[STORED DATA]:

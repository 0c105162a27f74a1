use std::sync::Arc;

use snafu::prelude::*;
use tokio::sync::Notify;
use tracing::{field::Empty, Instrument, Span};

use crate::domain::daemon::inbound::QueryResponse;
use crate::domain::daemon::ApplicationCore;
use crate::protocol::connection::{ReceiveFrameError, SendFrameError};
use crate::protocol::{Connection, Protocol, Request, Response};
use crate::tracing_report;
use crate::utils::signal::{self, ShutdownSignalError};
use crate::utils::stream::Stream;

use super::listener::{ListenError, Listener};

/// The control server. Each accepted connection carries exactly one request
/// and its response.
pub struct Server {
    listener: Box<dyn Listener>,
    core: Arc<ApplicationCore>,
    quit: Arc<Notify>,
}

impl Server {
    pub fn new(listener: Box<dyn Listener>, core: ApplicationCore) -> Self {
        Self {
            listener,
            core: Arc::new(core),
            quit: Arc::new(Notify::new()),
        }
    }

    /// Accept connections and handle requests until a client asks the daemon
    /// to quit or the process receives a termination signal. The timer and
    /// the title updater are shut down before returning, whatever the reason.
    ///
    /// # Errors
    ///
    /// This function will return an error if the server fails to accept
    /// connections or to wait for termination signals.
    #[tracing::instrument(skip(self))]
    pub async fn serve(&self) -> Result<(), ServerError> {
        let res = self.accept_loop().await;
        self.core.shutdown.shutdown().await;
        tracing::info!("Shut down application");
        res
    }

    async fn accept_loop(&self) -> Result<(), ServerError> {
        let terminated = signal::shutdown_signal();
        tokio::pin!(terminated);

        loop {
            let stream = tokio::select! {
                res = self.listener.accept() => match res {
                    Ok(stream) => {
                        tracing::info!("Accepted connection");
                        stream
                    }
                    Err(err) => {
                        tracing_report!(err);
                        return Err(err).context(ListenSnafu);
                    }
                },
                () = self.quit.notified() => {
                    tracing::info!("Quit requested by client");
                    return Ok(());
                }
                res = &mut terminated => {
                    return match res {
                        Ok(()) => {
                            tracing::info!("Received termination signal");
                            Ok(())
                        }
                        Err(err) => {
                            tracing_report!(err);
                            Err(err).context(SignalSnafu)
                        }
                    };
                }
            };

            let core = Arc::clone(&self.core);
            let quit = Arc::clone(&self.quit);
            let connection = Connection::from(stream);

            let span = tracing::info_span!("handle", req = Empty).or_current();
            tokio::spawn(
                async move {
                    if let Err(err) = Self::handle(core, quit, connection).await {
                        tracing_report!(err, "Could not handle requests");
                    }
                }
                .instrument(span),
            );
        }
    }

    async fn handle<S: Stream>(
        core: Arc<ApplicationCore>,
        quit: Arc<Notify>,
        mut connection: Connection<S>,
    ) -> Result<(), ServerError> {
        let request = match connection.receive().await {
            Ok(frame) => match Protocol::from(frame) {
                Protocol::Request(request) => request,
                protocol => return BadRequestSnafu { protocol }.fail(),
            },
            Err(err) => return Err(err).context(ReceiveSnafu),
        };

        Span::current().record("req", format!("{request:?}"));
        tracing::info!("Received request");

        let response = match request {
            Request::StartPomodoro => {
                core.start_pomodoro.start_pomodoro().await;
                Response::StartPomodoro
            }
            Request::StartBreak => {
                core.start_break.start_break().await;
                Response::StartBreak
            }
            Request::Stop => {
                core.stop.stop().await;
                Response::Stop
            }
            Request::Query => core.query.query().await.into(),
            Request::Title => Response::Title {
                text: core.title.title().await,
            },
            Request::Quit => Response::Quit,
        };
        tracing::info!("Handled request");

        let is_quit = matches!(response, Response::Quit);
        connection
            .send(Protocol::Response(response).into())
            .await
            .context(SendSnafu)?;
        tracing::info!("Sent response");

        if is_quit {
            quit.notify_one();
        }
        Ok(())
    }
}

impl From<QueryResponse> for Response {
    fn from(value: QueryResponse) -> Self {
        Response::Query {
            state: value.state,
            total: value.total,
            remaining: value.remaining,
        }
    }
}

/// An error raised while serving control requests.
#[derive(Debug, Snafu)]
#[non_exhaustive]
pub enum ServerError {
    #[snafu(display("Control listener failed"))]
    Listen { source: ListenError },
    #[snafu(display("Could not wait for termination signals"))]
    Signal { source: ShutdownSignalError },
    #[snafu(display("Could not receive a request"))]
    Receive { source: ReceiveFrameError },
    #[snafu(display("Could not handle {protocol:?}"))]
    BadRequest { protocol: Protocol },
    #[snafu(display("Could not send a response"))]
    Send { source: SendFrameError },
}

[WORK TASK]: Throughout the records above, find the lines in which the word "SendFrameError" appears and return them.

[TASK ANSWER]:
use crate::protocol::connection::{ReceiveFrameError, SendFrameError};
    Send { source: SendFrameError },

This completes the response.